LPFP: Centralização dos direitos televisivos na I e II Liga

  1. Assembleia Geral da LPFP aprova centralização dos direitos televisivos
  2. Obrigatoriedade da centralização a partir de 2028/29.
  3. André Mosqueira do Amaral lidera projeto.
  4. Aprovação da AdC até 2025/26.

A Liga Portuguesa de Futebol Profissional (LPFP) prepara-se para um dos momentos mais decisivos para o futuro financeiro dos clubes nacionais. Nesta sexta-feira, a Assembleia Geral reunirá as 33 sociedades desportivas envolvidas na centralização dos direitos televisivos, com o objetivo de debater o “procedimento para comercialização dos direitos audiovisuais da I Liga e da II Liga para o mercado doméstico”. Este é um passo crucial para a implementação da centralização, que se tornará obrigatória a partir da época 2028/29. André Mosqueira do Amaral, diretor executivo da LPFP e responsável da Liga Centralização, sublinhou a importância deste momento. “O procedimento de comercialização define, acima de tudo, a forma como os direitos audiovisuais vão ser comercializados nos mercados. Define limitações e regras de participação no leilão e as linhas vermelhas que não poderão ser ultrapassadas em nenhuma instância durante a venda e a exploração destes direitos”, explicou.

A reunião tem um papel fundamental na definição das regras do jogo. As 33 sociedades desportivas terão a responsabilidade de “definir como os leilões se irão realizar, o objeto a comercializar, a vigência dos contratos, as responsabilidades e direitos de cada outorgante e a forma como o produto pode ser objeto de distribuição (pacotes), bem como os limites e obrigações à sua exploração”. Este processo é enquadrado pelo Decreto-Lei n.º 22-B/2021, de 22 de março, que estabelece a obrigatoriedade da centralização. Os termos a serem discutidos na Assembleia Geral estão sujeitos à aprovação da Autoridade da Concorrência (AdC) até ao final da época desportiva de 2025/26. Mosqueira do Amaral frisou que “este documento espelha um conjunto de estratégias que visam a maximização do valor económico dos direitos, bem como o cumprimento das medidas definidas pela AdC para mitigar qualquer prática anticoncorrencial no mercado português.
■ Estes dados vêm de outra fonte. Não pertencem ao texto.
//! Signature verification and peer-ID derivation.
//!
//! Public keys arrive as a small self-describing envelope: one leading
//! type-tag byte followed by the raw key bytes. Only one tag is defined
//! today (`0x01`, secp256k1 compressed SEC1); unknown tags are rejected as
//! malformed rather than silently ignored, leaving room to add tags later
//! without breaking existing peers.

use k256::ecdsa::signature::Verifier;
use k256::ecdsa::{Signature, VerifyingKey};
use sha2::{Digest, Sha256};

use crate::error::CryptoError;

const TAG_SECP256K1_COMPRESSED: u8 = 0x01;
const SECP256K1_COMPRESSED_LEN: usize = 33;
const PEER_ID_LEN: usize = 40;

/// Verify `signature` over `payload` under the key encoded in `pubkey`.
pub fn verify(pubkey: &[u8], payload: &[u8], signature: &[u8]) -> Result<(), CryptoError> {
    let verifying_key = decode_verifying_key(pubkey)?;
    let sig = Signature::from_slice(signature).map_err(|_| CryptoError::InvalidSignature)?;
    verifying_key.verify(payload, &sig).map_err(|_| CryptoError::InvalidSignature)
}

/// Derive a stable, printable peer identifier from an encoded public key.
///
/// `peer_id = base58(sha256(marshalled_bytes))`, truncated to 40 base58
/// characters — well under the 128-character bound the lease schema allows
/// for `peer_id`.
pub fn peer_id(pubkey: &[u8]) -> Result<String, CryptoError> {
    decode_verifying_key(pubkey)?;
    let digest = Sha256::digest(pubkey);
    let encoded = bs58::encode(digest).into_string();
    Ok(encoded.chars().take(PEER_ID_LEN).collect())
}

fn decode_verifying_key(pubkey: &[u8]) -> Result<VerifyingKey, CryptoError> {
    match pubkey.split_first() {
        Some((&TAG_SECP256K1_COMPRESSED, rest)) if rest.len() == SECP256K1_COMPRESSED_LEN => {
            VerifyingKey::from_sec1_bytes(rest)
                .map_err(|e| CryptoError::InvalidPubkey { reason: e.to_string() })
        }
        Some((&TAG_SECP256K1_COMPRESSED, rest)) => Err(CryptoError::InvalidPubkey {
            reason: format!("expected {SECP256K1_COMPRESSED_LEN} key bytes, got {}", rest.len()),
        }),
        Some((tag, _)) => Err(CryptoError::InvalidPubkey { reason: format!("unknown key type tag 0x{tag:02x}") }),
        None => Err(CryptoError::InvalidPubkey { reason: "empty key".to_owned() }),
    }
}

#[cfg(test)]
#[allow(clippy::unwrap_used)]
mod tests {
    use super::*;
    use k256::ecdsa::signature::Signer;
    use k256::ecdsa::SigningKey;

    fn envelope(verifying_key: &VerifyingKey) -> Vec<u8> {
        let mut bytes = vec![TAG_SECP256K1_COMPRESSED];
        bytes.extend_from_slice(&verifying_key.to_encoded_point(true).as_bytes());
        bytes
    }

    #[test]
    fn verifies_a_valid_signature() {
        let signing_key = SigningKey::random(&mut rand::rngs::OsRng);
        let verifying_key = VerifyingKey::from(&signing_key);
        let pubkey = envelope(&verifying_key);
        let payload = b"allocate-ip";
        let sig: Signature = signing_key.sign(payload);

        verify(&pubkey, payload, sig.to_bytes().as_slice()).unwrap();
    }

    #[test]
    fn rejects_mismatched_signature() {
        let signing_key = SigningKey::random(&mut rand::rngs::OsRng);
        let other_key = SigningKey::random(&mut rand::rngs::OsRng);
        let verifying_key = VerifyingKey::from(&signing_key);
        let pubkey = envelope(&verifying_key);
        let sig: Signature = other_key.sign(b"allocate-ip");

        assert!(verify(&pubkey, b"allocate-ip", sig.to_bytes().as_slice()).is_err());
    }

    #[test]
    fn rejects_unknown_tag() {
        let mut bytes = vec![0xffu8];
        bytes.extend_from_slice(&[0u8; 33]);
        assert!(decode_verifying_key(&bytes).is_err());
    }

    #[test]
    fn rejects_truncated_key() {
        assert!(decode_verifying_key(&[TAG_SECP256K1_COMPRESSED, 1, 2, 3]).is_err());
    }

    #[test]
    fn peer_id_is_stable_and_bounded() {
        let signing_key = SigningKey::random(&mut rand::rngs::OsRng);
        let verifying_key = VerifyingKey::from(&signing_key);
        let pubkey = envelope(&verifying_key);

        let a = peer_id(&pubkey).unwrap();
        let b = peer_id(&pubkey).unwrap();
        assert_eq!(a, b);
        assert!(a.len() <= PEER_ID_LEN);
    }
}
Resumidamente, define as regras do jogo para este primeiro ciclo que se irá iniciar em 2028”.

A colaboração entre a LPFP e a AdC tem sido intensa, conforme revelado pelo dirigente. “Desde a entrega da primeira proposta em julho de 2025 até agora, tem havido trabalho conjunto num processo de total transparência e partilha de informação entre a LPFP e a AdC, entidade que tem demonstrado eficiência exemplar. Houve um enorme espírito de responsabilidade e parceria naquilo que consideramos um dos projetos mais estruturantes da nossa indústria. Foram acatadas as preocupações da AdC, bem como preocupações que dizem respeito aos interesses do ecossistema do futebol profissional”, salientou. Mosqueira do Amaral garantiu ainda que “todo este trabalho e o seu desenvolvimento foi comunicado às diversas sociedades desportivas, bem como à FPF”, e que “foram atingidas diversas pretensões da LPFP no que acredita ser a melhor estratégia de valorização dos direitos”, assegurando que o modelo foi feito, “em articulação com a AdC”, tendo em vista “adaptar o seu procedimento às melhores práticas da indústria e, acima de tudo, à realidade do mercado”. Após a votação na AG, “a LPFP dará o passo seguinte, que será a apresentação formal da sua proposta à AdC”, e há otimismo em relação à aceitação: “Sendo este trabalho um documento já conhecido e resultante deste contributo mútuo, vemos com muita confiança a sua aceitação”. A fase seguinte, e igualmente crucial para os clubes, será o debate e a votação da chave de distribuição, que determinará a forma como o bolo centralizado será repartido. A centralização não é vista apenas como um leilão de direitos, mas sim como uma oportunidade estratégica para o futebol profissional português. “A centralização não se resumirá apenas a um leilão de direitos, é também uma forma de implementar uma estratégia de produto consistente e diferenciadora para o futebol profissional português”, concluiu André Mosqueira do Amaral.